Belum lagi kekhawatiran mengenai bagaimana nasib kuburan nenek moyang mereka.
"Kuburan nenek moyang kami bagaimana kalau kami direlokasi?" tanyanya.
Baca juga: Profil Agus Bei, Pejuang Mangrove yang Siap Ikut Membangun IKN dengan Cara Melestarikan Lingkungan
Ajak berdialog
Keputusan Pemerintah memindahkan Ibu Kota Negara (IKN) ke Kalimantan Timur sudah seharusnya mendapat dukungan seluruh masyarakat dan stakeholder.
Secara kepastian hukum pembangunan Ibu Kota Negara atau IKN Nusantara di Sepaku, Penajam Paser Utara telah diatur dalam Undang-undang tentang Ibu Kota Negara (UU IKN).
Sebagaimana Pasal 1 ayat (3) UUD 1945 yang berbunyi bahwa Negara Indonesia adalah Negara Hukum.
Hal ini membuktikan segala sesuatu yang dilakukan dalam Negara Indonesia harus sesuai dengan hukum yang berlaku.
Dengan adanya UU Nomor 3 tahun 2022 tentang IKN yang telah disahkan DPR RI dapat digunakan sebagai acuan dalam segala kegiatan pembangunan, pemindahan bahkan kegiatan pemerintahan IKN baru.
Hal itu dikemukakan pengamat hukum dari Universitas Mulia Balikpapan Okta Nofia Sari, SH.MH kepada Tribun di Balikpapan, Rabu (27/4/2022).
Menurutnya, landasan hukum pembangunan IKN Nusantara sudah kuat, yakni UU Nomor 3 tentang IKN.
Terkait lahan yang digunakan untuk lokasi pembangunan IKN, Ketua Prodi Hukum Fakultas Humaniora dan Kesehatan Universitas Mulia ini mengatakan, untuk mengatasi persoalan lahan bisa mengacu Pasal 33 ayat (3) UUD 1945.
Disebutkan, bahwa bumi dan air dan kekayaan alam yang terkandung di dalamnya dikuasai oleh Negara dan dipergunakan untuk sebesar-besarnya kemakmuran rakyat.
Akan tetapi terdapat beberapa hal yang perlu diperhatikan dalam penggunaan lahan, karena berkenaan dengan masyarakat lokal.
Pemerintah bisa melakukan dialog dengan masyarakat setempat serta dengan keterbukaan menunjukkan dampak positif dan negatif adanya pembangunan IKN tersebut.
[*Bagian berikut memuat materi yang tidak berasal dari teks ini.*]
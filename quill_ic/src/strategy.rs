//! Write strategies.
//!
//! A strategy is the action half of a cache node: what to do once the
//! guard has accepted the receiver. Applying a strategy reports one of
//! three outcomes. Only data-slot writes and transition records can be
//! `NotApplicable` (value representation too wide for the slot); every
//! other strategy applies or errors once its guard matches.

use crate::transition::TransitionCache;
use quill_core::{JsError, JsResult, PropertyKey};
use quill_runtime::object::{array_set_length, WriteMode};
use quill_runtime::{
    bridge, Callable, PropertyFlags, PropertyProxy, ShapeId, ShapeRegistry, SlotKind, Value,
};
use std::fmt;
use std::sync::Arc;

/// Result of applying a strategy whose guard accepted the receiver.
#[derive(Debug, Clone, Copy, PartialEq, Eq)]
pub enum Outcome {
    /// The write completed (including semantic no-ops).
    Applied,
    /// The strategy does not cover this value; keep walking the chain.
    NotApplicable,
    /// A cached decision turned out dead; abandon the chain and
    /// re-specialize.
    Stale,
}

/// Static description of one write site.
#[derive(Debug, Clone)]
pub struct SiteOptions {
    /// The property key this site writes.
    pub key: PropertyKey,
    /// Strict-mode site: failed writes throw instead of no-op.
    pub strict: bool,
    /// Scope-variable write against the global object.
    pub global: bool,
    /// Declaration-style write (define own property).
    pub define_own: bool,
    /// Permissive foreign interop (setter-method fallback).
    pub permissive: bool,
    /// Attributes for properties this site creates.
    pub attrs: PropertyFlags,
}

impl SiteOptions {
    /// Plain non-strict assignment site.
    #[must_use]
    pub fn assignment(key: PropertyKey) -> Self {
        Self {
            key,
            strict: false,
            global: false,
            define_own: false,
            permissive: false,
            attrs: PropertyFlags::DATA_DEFAULT,
        }
    }

    /// Strict-mode assignment site.
    #[must_use]
    pub fn strict_assignment(key: PropertyKey) -> Self {
        Self {
            strict: true,
            ..Self::assignment(key)
        }
    }

    /// Global scope-variable assignment site.
    #[must_use]
    pub fn global_assignment(key: PropertyKey, strict: bool) -> Self {
        Self {
            strict,
            global: true,
            ..Self::assignment(key)
        }
    }

    /// Declaration site (define own property).
    #[must_use]
    pub fn declaration(key: PropertyKey) -> Self {
        Self {
            define_own: true,
            ..Self::assignment(key)
        }
    }

    /// The equivalent uncached write mode.
    #[must_use]
    pub const fn write_mode(&self) -> WriteMode {
        WriteMode {
            strict: self.strict,
            define_own: self.define_own,
            global: self.global,
            attrs: self.attrs,
        }
    }
}

/// Why a cached rejection strategy refuses the write.
#[derive(Debug, Clone, Copy, PartialEq, Eq)]
pub enum RejectReason {
    /// The property exists but is not writable.
    NotWritable,
    /// The property is absent and the receiver is not extensible.
    NotExtensible,
    /// The receiver is a primitive; writes never stick.
    Primitive,
}

/// The action half of a cache node.
pub enum Strategy {
    /// Unboxed write into a known slot of a known shape.
    TypedSlotWrite {
        /// Shape the slot assignment belongs to.
        shape_id: ShapeId,
        /// Slot index.
        slot: u32,
        /// Slot representation.
        kind: SlotKind,
    },
    /// Boxed write into a known slot of a known shape.
    ObjectSlotWrite {
        /// Shape the slot assignment belongs to.
        shape_id: ShapeId,
        /// Slot index.
        slot: u32,
    },
    /// Invoke the cached setter (or reject if there is none).
    AccessorInvoke {
        /// The setter, absent for getter-only accessors.
        setter: Option<Arc<dyn Callable>>,
    },
    /// Apply a cached shape transition.
    ShapeTransition(TransitionCache),
    /// Cached rejection: silent in sloppy mode, TypeError in strict mode.
    ReadOnlyReject(RejectReason),
    /// Delegate to the property's set handler.
    ProxyDispatch {
        /// The handler.
        handler: Arc<dyn PropertyProxy>,
    },
    /// Assign the length of a fast array.
    ArrayLengthWrite,
    /// Unconditional TypeError (nullish receivers).
    TypeErrorReject,
    /// Unconditional ReferenceError (strict write to an undeclared global).
    ReferenceErrorReject,
    /// Write through the foreign interop boundary.
    ForeignBridge {
        /// Tolerate missing members via the setter-method fallback.
        permissive: bool,
    },
    /// Write through a host map-like object.
    HostBridge,
    /// The terminal uncached protocol.
    Generic,
}

impl Strategy {
    /// Whether this is the generic terminal strategy.
    #[inline]
    #[must_use]
    pub const fn is_generic(&self) -> bool {
        matches!(self, Self::Generic)
    }

    /// Access the transition cache, if this is a transition strategy.
    #[must_use]
    pub const fn as_transition(&self) -> Option<&TransitionCache> {
        match self {
            Self::ShapeTransition(cache) => Some(cache),
            _ => None,
        }
    }

    /// Structural equivalence, ignoring transition cache contents.
    ///
    /// Two equivalent strategies behind the same guard are redundant; the
    /// slow path uses this to stay idempotent under races.
    #[must_use]
    pub fn matches(&self, other: &Self) -> bool {
        match (self, other) {
            (
                Self::TypedSlotWrite {
                    shape_id: s1,
                    slot: i1,
                    kind: k1,
                },
                Self::TypedSlotWrite {
                    shape_id: s2,
                    slot: i2,
                    kind: k2,
                },
            ) => s1 == s2 && i1 == i2 && k1 == k2,
            (
                Self::ObjectSlotWrite { shape_id: s1, slot: i1 },
                Self::ObjectSlotWrite { shape_id: s2, slot: i2 },
            ) => s1 == s2 && i1 == i2,
            (Self::AccessorInvoke { .. }, Self::AccessorInvoke { .. })
            | (Self::ShapeTransition(_), Self::ShapeTransition(_))
            | (Self::ArrayLengthWrite, Self::ArrayLengthWrite)
            | (Self::TypeErrorReject, Self::TypeErrorReject)
            | (Self::ReferenceErrorReject, Self::ReferenceErrorReject)
            | (Self::HostBridge, Self::HostBridge)
            | (Self::Generic, Self::Generic)
            | (Self::ProxyDispatch { .. }, Self::ProxyDispatch { .. }) => true,
            (Self::ReadOnlyReject(a), Self::ReadOnlyReject(b)) => a == b,
            (Self::ForeignBridge { permissive: a }, Self::ForeignBridge { permissive: b }) => {
                a == b
            }
            _ => false,
        }
    }

    /// Apply this strategy to a guarded receiver.
    pub fn apply(
        &self,
        opts: &SiteOptions,
        receiver: &Value,
        value: &Value,
        registry: &ShapeRegistry,
    ) -> JsResult<Outcome> {
        match self {
            Self::TypedSlotWrite { shape_id, slot, kind } => {
                let Some(obj) = receiver.as_object() else {
                    return Ok(Outcome::Stale);
                };
                if !kind.accepts(value) {
                    return Ok(Outcome::NotApplicable);
                }
                if obj.write_slot_checked(*shape_id, *slot, *kind, value) {
                    Ok(Outcome::Applied)
                } else {
                    Ok(Outcome::Stale)
                }
            }
            Self::ObjectSlotWrite { shape_id, slot } => {
                let Some(obj) = receiver.as_object() else {
                    return Ok(Outcome::Stale);
                };
                if obj.write_slot_checked(*shape_id, *slot, SlotKind::Generic, value) {
                    Ok(Outcome::Applied)
                } else {
                    Ok(Outcome::Stale)
                }
            }
            Self::AccessorInvoke { setter } => match setter {
                Some(setter) => {
                    setter.call(receiver, std::slice::from_ref(value))?;
                    Ok(Outcome::Applied)
                }
                None if opts.strict => Err(JsError::type_error(format!(
                    "Cannot set property '{}', which has only a getter",
                    opts.key
                ))),
                None => Ok(Outcome::Applied),
            },
            Self::ShapeTransition(cache) => {
                let Some(obj) = receiver.as_object() else {
                    return Ok(Outcome::Stale);
                };
                Ok(cache.apply(obj, value))
            }
            Self::ReadOnlyReject(reason) => {
                if !opts.strict {
                    return Ok(Outcome::Applied);
                }
                Err(JsError::type_error(match reason {
                    RejectReason::NotWritable => {
                        format!("Cannot assign to read only property '{}'", opts.key)
                    }
                    RejectReason::NotExtensible => {
                        format!("Cannot add property {}, object is not extensible", opts.key)
                    }
                    RejectReason::Primitive => format!(
                        "Cannot create property '{}' on {}",
                        opts.key,
                        receiver.type_name()
                    ),
                }))
            }
            Self::ProxyDispatch { handler } => {
                let Some(obj) = receiver.as_object() else {
                    return Ok(Outcome::Stale);
                };
                if handler.set(obj, &opts.key, value)? {
                    Ok(Outcome::Applied)
                } else if opts.strict {
                    Err(JsError::type_error(format!(
                        "Cannot set property '{}'",
                        opts.key
                    )))
                } else {
                    Ok(Outcome::Applied)
                }
            }
            Self::ArrayLengthWrite => {
                let Some(obj) = receiver.as_object() else {
                    return Ok(Outcome::Stale);
                };
                array_set_length(obj, value)?;
                Ok(Outcome::Applied)
            }
            Self::TypeErrorReject => Err(JsError::type_error(format!(
                "Cannot set property '{}' of {}",
                opts.key,
                receiver.type_name()
            ))),
            Self::ReferenceErrorReject => Err(JsError::reference(opts.key.to_string())),
            Self::ForeignBridge { permissive } => match receiver {
                Value::Foreign(foreign) => {
                    bridge::foreign_write(foreign, &opts.key, value, *permissive, opts.strict)?;
                    Ok(Outcome::Applied)
                }
                _ => Ok(Outcome::Stale),
            },
            Self::HostBridge => match receiver {
                Value::Host(host) => {
                    host.write(&opts.key, value)?;
                    Ok(Outcome::Applied)
                }
                _ => Ok(Outcome::Stale),
            },
            Self::Generic => {
                crate::generic::write(opts, receiver, value, registry)?;
                Ok(Outcome::Applied)
            }
        }
    }
}

impl fmt::Debug for Strategy {
    fn fmt(&self, f: &mut fmt::Formatter<'_>) -> fmt::Result {
        match self {
            Self::TypedSlotWrite { slot, kind, .. } => {
                write!(f, "TypedSlotWrite(slot={slot}, kind={kind:?})")
            }
            Self::ObjectSlotWrite { slot, .. } => write!(f, "ObjectSlotWrite(slot={slot})"),
            Self::AccessorInvoke { setter } => {
                write!(f, "AccessorInvoke(setter={})", setter.is_some())
            }
            Self::ShapeTransition(cache) => write!(f, "ShapeTransition({} records)", cache.len()),
            Self::ReadOnlyReject(reason) => write!(f, "ReadOnlyReject({reason:?})"),
            Self::ProxyDispatch { .. } => f.write_str("ProxyDispatch"),
            Self::ArrayLengthWrite => f.write_str("ArrayLengthWrite"),
            Self::TypeErrorReject => f.write_str("TypeErrorReject"),
            Self::ReferenceErrorReject => f.write_str("ReferenceErrorReject"),
            Self::ForeignBridge { permissive } => {
                write!(f, "ForeignBridge(permissive={permissive})")
            }
            Self::HostBridge => f.write_str("HostBridge"),
            Self::Generic => f.write_str("Generic"),
        }
    }
}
“Hadirnya IKN Nusantara tidak mengurangi kesejahteraan masyarakat, bahkan meningkatkan ekonomi daerah, sehingga ke depannya masyarakat dan pemerintah bersinergi dalam mengembangkan IKN Nusantara,” ujar Okta Nofia.
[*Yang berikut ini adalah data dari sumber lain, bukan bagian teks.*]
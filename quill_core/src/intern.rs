//! String interning for O(1) property key equality.
//!
//! Property keys are compared on every cache probe, so they are interned
//! once and compared by pointer afterwards. Two `InternedString`s from the
//! same interner are equal if and only if their contents are equal.

use parking_lot::RwLock;
use rustc_hash::FxHashSet;
use std::fmt;
use std::hash::{Hash, Hasher};
use std::sync::Arc;

/// A handle to an interned string.
///
/// Equality and hashing go through the `Arc` pointer, which is sound
/// because the interner hands out one allocation per distinct content.
#[derive(Clone)]
pub struct InternedString {
    inner: Arc<str>,
}

impl InternedString {
    #[inline]
    fn new(s: Arc<str>) -> Self {
        Self { inner: s }
    }

    /// Get the string content.
    #[inline]
    #[must_use]
    pub fn as_str(&self) -> &str {
        &self.inner
    }

    /// Get the length in bytes.
    #[inline]
    #[must_use]
    pub fn len(&self) -> usize {
        self.inner.len()
    }

    /// Check if the string is empty.
    #[inline]
    #[must_use]
    pub fn is_empty(&self) -> bool {
        self.inner.is_empty()
    }
}

impl PartialEq for InternedString {
    #[inline]
    fn eq(&self, other: &Self) -> bool {
        // One allocation per content, so identity decides equality
        Arc::ptr_eq(&self.inner, &other.inner)
    }
}

impl Eq for InternedString {}

impl Hash for InternedString {
    #[inline]
    fn hash<H: Hasher>(&self, state: &mut H) {
        // Keyed off the same pointer the Eq impl compares
        self.inner.as_ptr().hash(state);
    }
}

impl fmt::Debug for InternedString {
    fn fmt(&self, f: &mut fmt::Formatter<'_>) -> fmt::Result {
        write!(f, "InternedString({:?})", self.as_str())
    }
}

impl fmt::Display for InternedString {
    fn fmt(&self, f: &mut fmt::Formatter<'_>) -> fmt::Result {
        f.write_str(self.as_str())
    }
}

impl AsRef<str> for InternedString {
    #[inline]
    fn as_ref(&self) -> &str {
        self.as_str()
    }
}

impl std::ops::Deref for InternedString {
    type Target = str;

    #[inline]
    fn deref(&self) -> &Self::Target {
        self.as_str()
    }
}

impl PartialEq<str> for InternedString {
    fn eq(&self, other: &str) -> bool {
        self.as_str() == other
    }
}

impl PartialEq<&str> for InternedString {
    fn eq(&self, other: &&str) -> bool {
        self.as_str() == *other
    }
}

/// Thread-safe string interner.
///
/// Interning the same string twice returns the same handle, enabling O(1)
/// equality comparison on the cache probe path.
pub struct StringInterner {
    strings: RwLock<FxHashSet<Arc<str>>>,
}

impl StringInterner {
    /// Create a new, empty string interner.
    #[must_use]
    pub fn new() -> Self {
        Self {
            strings: RwLock::new(FxHashSet::default()),
        }
    }

    /// Intern a string, returning a handle.
    ///
    /// If the string has been interned before, the same handle is returned.
    pub fn intern(&self, s: &str) -> InternedString {
        // Read lock first; most calls find an existing entry
        {
            let strings = self.strings.read();
            if let Some(existing) = strings.get(s) {
                return InternedString::new(existing.clone());
            }
        }

        let mut strings = self.strings.write();

        // Re-check under the write lock; a racing intern may have won
        if let Some(existing) = strings.get(s) {
            return InternedString::new(existing.clone());
        }

        let arc: Arc<str> = s.into();
        strings.insert(arc.clone());
        InternedString::new(arc)
    }

    /// Get an already-interned string without creating a new one.
    #[must_use]
    pub fn get(&self, s: &str) -> Option<InternedString> {
        self.strings.read().get(s).cloned().map(InternedString::new)
    }

    /// Check if a string has been interned.
    #[must_use]
    pub fn contains(&self, s: &str) -> bool {
        self.strings.read().contains(s)
    }

    /// Get the number of interned strings.
    #[must_use]
    pub fn len(&self) -> usize {
        self.strings.read().len()
    }

    /// Check if the interner is empty.
    #[must_use]
    pub fn is_empty(&self) -> bool {
        self.strings.read().is_empty()
    }
}

impl Default for StringInterner {
    fn default() -> Self {
        Self::new()
    }
}

impl fmt::Debug for StringInterner {
    fn fmt(&self, f: &mut fmt::Formatter<'_>) -> fmt::Result {
        f.debug_struct("StringInterner")
            .field("count", &self.len())
            .finish()
    }
}

/// A global interner for property names.
pub static GLOBAL_INTERNER: std::sync::LazyLock<StringInterner> =
    std::sync::LazyLock::new(StringInterner::new);

/// Intern a string using the global interner.
#[inline]
pub fn intern(s: &str) -> InternedString {
    GLOBAL_INTERNER.intern(s)
}

#[cfg(test)]
mod tests {
    use super::*;

    #[test]
    fn test_intern_same_string_returns_same_handle() {
        let interner = StringInterner::new();
        let s1 = interner.intern("hello");
        let s2 = interner.intern("hello");

        assert!(Arc::ptr_eq(&s1.inner, &s2.inner));
        assert_eq!(s1, s2);
    }

    #[test]
    fn test_intern_different_strings_returns_different_handles() {
        let interner = StringInterner::new();
        let s1 = interner.intern("x");
        let s2 = interner.intern("y");

        assert!(!Arc::ptr_eq(&s1.inner, &s2.inner));
        assert_ne!(s1, s2);
    }

    #[test]
    fn test_interned_string_content() {
        let interner = StringInterner::new();
        let s = interner.intern("length");

        assert_eq!(s.as_str(), "length");
        assert_eq!(s.len(), 6);
        assert!(!s.is_empty());
    }

    #[test]
    fn test_interner_get() {
        let interner = StringInterner::new();
        interner.intern("existing");

        assert!(interner.get("existing").is_some());
        assert!(interner.get("absent").is_none());
    }

    #[test]
    fn test_interner_dedup_count() {
        let interner = StringInterner::new();
        assert!(interner.is_empty());

        interner.intern("one");
        interner.intern("two");
        interner.intern("one");

        assert_eq!(interner.len(), 2);
        assert!(interner.contains("one"));
        assert!(!interner.contains("three"));
    }

    #[test]
    fn test_interned_string_hash_matches_eq() {
        use std::collections::HashMap;

        let interner = StringInterner::new();
        let s1 = interner.intern("key");
        let s2 = interner.intern("key");

        let mut map = HashMap::new();
        map.insert(s1, 42);

        assert_eq!(map.get(&s2), Some(&42));
    }

    #[test]
    fn test_interned_string_eq_str() {
        let interner = StringInterner::new();
        let s = interner.intern("compare");

        assert!(s == "compare");
        assert!(s != "different");
    }

    #[test]
    fn test_empty_string() {
        let interner = StringInterner::new();
        let s1 = interner.intern("");
        let s2 = interner.intern("");

        assert_eq!(s1, s2);
        assert!(s1.is_empty());
    }

    #[test]
    fn test_global_interner() {
        let s1 = intern("global_test");
        let s2 = intern("global_test");

        assert_eq!(s1, s2);
        assert!(Arc::ptr_eq(&s1.inner, &s2.inner));
    }

    #[test]
    fn test_racing_interns_share_one_handle() {
        use std::thread;

        let interner = Arc::new(StringInterner::new());
        let barrier = Arc::new(std::sync::Barrier::new(8));
        let mut handles = vec![];

        for _ in 0..8 {
            let interner = Arc::clone(&interner);
            let barrier = Arc::clone(&barrier);
            handles.push(thread::spawn(move || {
                barrier.wait();
                interner.intern("receiver")
            }));
        }

        let results: Vec<_> = handles.into_iter().map(|h| h.join().unwrap()).collect();
        for result in &results[1..] {
            assert!(Arc::ptr_eq(&results[0].inner, &result.inner));
        }
        assert_eq!(interner.len(), 1);
    }

    #[test]
    fn test_concurrent_distinct_strings() {
        use std::thread;

        let interner = Arc::new(StringInterner::new());
        let mut handles = vec![];

        for i in 0..8 {
            let interner = Arc::clone(&interner);
            handles.push(thread::spawn(move || {
                let s = format!("prop_{i}");
                for _ in 0..50 {
                    interner.intern(&s);
                }
            }));
        }

        for handle in handles {
            handle.join().unwrap();
        }
        assert_eq!(interner.len(), 8);
    }
}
Sejak Presiden Joko Widodo mengumumkan Kalimantan Timur sebagai daerah yang dimilih menjadi lokasi IKN baru, hal pertama yang ramai diperbincangkan adalah soal jual beli lahan.
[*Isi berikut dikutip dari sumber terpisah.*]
impl Slot {
    /// Encode `value` in the representation `kind`, if it fits.
    #[must_use]
    pub fn encode(kind: SlotKind, value: &Value) -> Option<Self> {
        match (kind, value) {
            (SlotKind::Int, Value::Int(i)) => Some(Self::Int(*i)),
            (SlotKind::Double, Value::Int(i)) => Some(Self::Double(f64::from(*i))),
            (SlotKind::Double, Value::Number(n)) => Some(Self::Double(*n)),
            (SlotKind::Bool, Value::Bool(b)) => Some(Self::Bool(*b)),
            (SlotKind::Generic, v) => Some(Self::Boxed(v.clone())),
            _ => None,
        }
    }

    /// Decode back into a value.
    #[must_use]
    pub fn decode(&self) -> Value {
        match self {
            Self::Empty => Value::Undefined,
            Self::Int(i) => Value::Int(*i),
            Self::Double(n) => Value::Number(*n),
            Self::Bool(b) => Value::Bool(*b),
            Self::Boxed(v) => v.clone(),
        }
    }
}

struct ObjectData {
    shape: Arc<Shape>,
    slots: Vec<Slot>,
    /// Present on fast arrays only.
    elements: Option<Vec<Value>>,
}

/// A shaped runtime object.
pub struct JsObject {
    data: RwLock<ObjectData>,
}

impl JsObject {
    /// Create an object with the given shape and empty slots.
    #[must_use]
    pub fn new(shape: Arc<Shape>) -> ObjectRef {
        let slots = vec![Slot::Empty; shape.slot_count() as usize];
        Arc::new(Self {
            data: RwLock::new(ObjectData {
                shape,
                slots,
                elements: None,
            }),
        })
    }

    /// Create a fast array of the given length, filled with undefined.
    #[must_use]
    pub fn new_array(registry: &ShapeRegistry, len: usize) -> ObjectRef {
        Arc::new(Self {
            data: RwLock::new(ObjectData {
                shape: registry.array_root(),
                slots: Vec::new(),
                elements: Some(vec![Value::Undefined; len]),
            }),
        })
    }

    /// Current shape.
    #[must_use]
    pub fn shape(&self) -> Arc<Shape> {
        self.data.read().shape.clone()
    }

    /// Current shape identity.
    #[must_use]
    pub fn shape_id(&self) -> ShapeId {
        self.data.read().shape.id()
    }

    /// Whether this object is a fast array.
    #[must_use]
    pub fn is_array(&self) -> bool {
        self.data.read().elements.is_some()
    }

    // ------------------------------------------------------------------
    // Slot access
    // ------------------------------------------------------------------

    /// Read a slot by index.
    #[must_use]
    pub fn read_slot(&self, slot: u32) -> Option<Value> {
        self.data
            .read()
            .slots
            .get(slot as usize)
            .map(Slot::decode)
    }

    /// Read the data property `key`, if present.
    #[must_use]
    pub fn get(&self, key: &PropertyKey) -> Option<Value> {
        let data = self.data.read();
        let record = data.shape.lookup(key)?;
        match record.kind {
            PropertyKind::Data(_) => data.slots.get(record.slot as usize).map(Slot::decode),
            PropertyKind::ArrayLength => data
                .elements
                .as_ref()
                .map(|e| Value::Number(e.len() as f64)),
            _ => None,
        }
    }

    /// Write a slot, re-verifying the shape under the object lock.
    ///
    /// Returns false if the object's shape is no longer `expected` or the
    /// value does not fit the representation; the caller re-specializes.
    pub fn write_slot_checked(
        &self,
        expected: ShapeId,
        slot: u32,
        kind: SlotKind,
        value: &Value,
    ) -> bool {
        let Some(encoded) = Slot::encode(kind, value) else {
            return false;
        };
        let mut data = self.data.write();
        if data.shape.id() != expected {
            return false;
        }
        match data.slots.get_mut(slot as usize) {
            Some(cell) => {
                *cell = encoded;
                true
            }
            None => false,
        }
    }

    /// Apply a shape transition: write the slot and swing the shape.
    ///
    /// For in-place generalization (`new` has the same id as `expected`)
    /// only the slot is written. Returns false when the object's shape no
    /// longer matches `expected`.
    pub fn apply_transition(
        &self,
        expected: ShapeId,
        new_shape: &Arc<Shape>,
        slot: u32,
        kind: SlotKind,
        value: &Value,
    ) -> bool {
        let Some(encoded) = Slot::encode(kind, value) else {
            return false;
        };
        let mut data = self.data.write();
        if data.shape.id() != expected {
            return false;
        }
        let needed = new_shape.slot_count() as usize;
        if data.slots.len() < needed {
            data.slots.resize(needed, Slot::Empty);
        }
        if let Some(cell) = data.slots.get_mut(slot as usize) {
            *cell = encoded;
        } else {
            return false;
        }
        if data.shape.id() != new_shape.id() {
            data.shape = new_shape.clone();
        }
        true
    }

    /// Migrate to the replacement of an obsolete shape.
    ///
    /// Slots are re-encoded under the replacement's record kinds. No-op if
    /// the object moved on already.
    pub fn migrate_shape(&self, expected: ShapeId, replacement: &Arc<Shape>) {
        let mut data = self.data.write();
        if data.shape.id() != expected {
            return;
        }
        for record in replacement.records() {
            if let Some(kind) = record.slot_kind() {
                let idx = record.slot as usize;
                if let Some(cell) = data.slots.get_mut(idx) {
                    let value = cell.decode();
                    if !matches!(cell, Slot::Empty) {
                        if let Some(encoded) = Slot::encode(kind, &value) {
                            *cell = encoded;
                        }
                    }
                }
            }
        }
        data.shape = replacement.clone();
    }

    /// Make this object non-extensible.
    pub fn prevent_extensions(&self, registry: &ShapeRegistry) {
        let mut data = self.data.write();
        if data.shape.is_extensible() {
            let sealed = registry.seal(&data.shape);
            data.shape = sealed;
        }
    }

    /// Append an accessor property.
    pub fn define_accessor(
        &self,
        registry: &ShapeRegistry,
        key: &PropertyKey,
        pair: crate::shape::AccessorPair,
    ) {
        let mut data = self.data.write();
        let shape = registry.transition_accessor(
            &data.shape,
            key,
            PropertyFlags::ENUMERABLE | PropertyFlags::CONFIGURABLE,
            pair,
        );
        data.shape = shape;
    }

    /// Append a proxy-backed property.
    pub fn define_proxy(
        &self,
        registry: &ShapeRegistry,
        key: &PropertyKey,
        handler: Arc<dyn crate::bridge::PropertyProxy>,
    ) {
        let mut data = self.data.write();
        let shape = registry.transition_proxy(
            &data.shape,
            key,
            PropertyFlags::ENUMERABLE | PropertyFlags::CONFIGURABLE,
            handler,
        );
        data.shape = shape;
    }

    /// Append a data property with explicit flags, bypassing write checks.
    ///
    /// Used to build test fixtures such as read-only properties.
    pub fn define_data(
        &self,
        registry: &ShapeRegistry,
        key: &PropertyKey,
        flags: PropertyFlags,
        value: &Value,
    ) {
        let kind = SlotKind::for_value(value);
        let (expected, new_shape, slot) = {
            let data = self.data.read();
            let new_shape = registry.transition(&data.shape, key, flags, kind);
            let slot = new_shape
                .lookup(key)
                .map_or(0, |r| r.slot);
            (data.shape.id(), new_shape, slot)
        };
        self.apply_transition(expected, &new_shape, slot, kind, value);
    }

    // ------------------------------------------------------------------
    // Array elements
    // ------------------------------------------------------------------

    /// Array length, if this is a fast array.
    #[must_use]
    pub fn array_length(&self) -> Option<usize> {
        self.data.read().elements.as_ref().map(Vec::len)
    }

    /// Resize the element vector, truncating or filling with undefined.
    ///
    /// Returns false if this is not a fast array.
    pub fn set_array_length(&self, len: usize) -> bool {
        let mut data = self.data.write();
        match data.elements.as_mut() {
            Some(elements) => {
                elements.resize(len, Value::Undefined);
                true
            }
            None => false,
        }
    }

    /// Read an element.
    #[must_use]
    pub fn get_element(&self, index: usize) -> Option<Value> {
        self.data
            .read()
            .elements
            .as_ref()
            .and_then(|e| e.get(index).cloned())
    }

    /// Write an element in bounds.
    pub fn set_element(&self, index: usize, value: Value) -> bool {
        let mut data = self.data.write();
        match data.elements.as_mut().and_then(|e| e.get_mut(index)) {
            Some(cell) => {
                *cell = value;
                true
            }
            None => false,
        }
    }
}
Masyarakat lokal mulai ramai akan menjual tanah-tanah yang dimiliki dengan harganya melambung tinggi.
Akan tetapi permasalahan kepemilikan lahan seiring berjalannya waktu juga akan bertambah dengan adanya klaim-klaim tanah.
Okta mengimbau kepada masyarakat sebelum melakukan jual beli lahan perlu menelusuri seluruh alas hak hingga dinyatakan bahwa benar lahan tersebut memiliki kekuatan hukum yang kuat, sehingga tidak akan menimbulkan sengketa dikemudian hari.
Solusi yang dapat diberikan untuk mengatasi konflik lahan dalam masyarakat dengan adanya pembangunan IKN ini lanjutnya, banyak sumber daya manusia dan instansi terkait yang terlibat.
Masyarakat harus mampu memberikan kekuatan hukum hukum atas lahan yang dimiliki dengan melakukan pengurusan atas hak atas lahannya.
Hal ini dilakukan dengan pemantauan Badan Pertanahan sebagai wakil dari pemerintah di bidang pertanahan.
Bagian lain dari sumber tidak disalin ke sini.